Dataset entries
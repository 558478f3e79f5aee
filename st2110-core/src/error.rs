//! Structured error kinds returned from library code.
//!
//! Binaries use `anyhow::Result` at their application boundary; this
//! library keeps that split but types its own boundary errors so
//! callers and statistics can distinguish *why* a tick produced
//! nothing, not just that it did.

use thiserror::Error;

#[derive(Debug, Error, Clone, PartialEq, Eq)]
pub enum CoreError {
    // --- Transient: recovered locally by the caller retrying next tick ---
    #[error("tx queue reported busy")]
    QueueBusy,
    #[error("application callback reported busy")]
    AppBusy,
    #[error("packet ring is full")]
    RingFull,
    #[error("packet ring is empty")]
    DequeueEmpty,

    // --- Recoverable: trigger a local recovery action ---
    #[error("tx queue burst returned zero for longer than the hang threshold")]
    TxHang,
    #[error("frame refcount was nonzero when picked by get_next_frame")]
    FrameRefcntNonzeroOnPick,

    // --- Fatal (session): session is marked inactive, app notified ---
    #[error("failed to rebind tx queue after fatal error")]
    QueueRebindFailed,
    #[error("failed to reallocate frame pool after fatal error")]
    MempoolAllocFailed,

    // --- Fatal (process): init aborts ---
    #[error("failed to attach lcore registry shared segment")]
    LcoreShmAttachFailed,
    #[error("failed to acquire lcore registry file lock")]
    FileLockFailed,
    #[error("no free lcore available for the requested socket")]
    NoCore,
    #[error("requested NUMA socket is invalid")]
    BadSocket,

    // --- Boundary errors ---
    #[error("frame user-metadata exceeds the configured per-frame buffer")]
    ErrTxFrame,
    #[error("app-supplied timestamp is in the past")]
    ErrUserTimestamp,

    // --- Session manager ---
    #[error("no free session slot for this kind")]
    NoSessionSlot,
    #[error("session is not active")]
    SessionInactive,
}

pub type CoreResult<T> = Result<T, CoreError>;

*Prompt*. Look above for the line that contains "application boundary; this". Starting there, transcribe every line exactly until you have copied the line that contains "--- Recoverable: trigger".

*Response for this exercise*.
//! Binaries use `anyhow::Result` at their application boundary; this
//! library keeps that split but types its own boundary errors so
//! callers and statistics can distinguish *why* a tick produced
//! nothing, not just that it did.

use thiserror::Error;

#[derive(Debug, Error, Clone, PartialEq, Eq)]
pub enum CoreError {
    // --- Transient: recovered locally by the caller retrying next tick ---
    #[error("tx queue reported busy")]
    QueueBusy,
    #[error("application callback reported busy")]
    AppBusy,
    #[error("packet ring is full")]
    RingFull,
    #[error("packet ring is empty")]
    DequeueEmpty,

    // --- Recoverable: trigger a local recovery action ---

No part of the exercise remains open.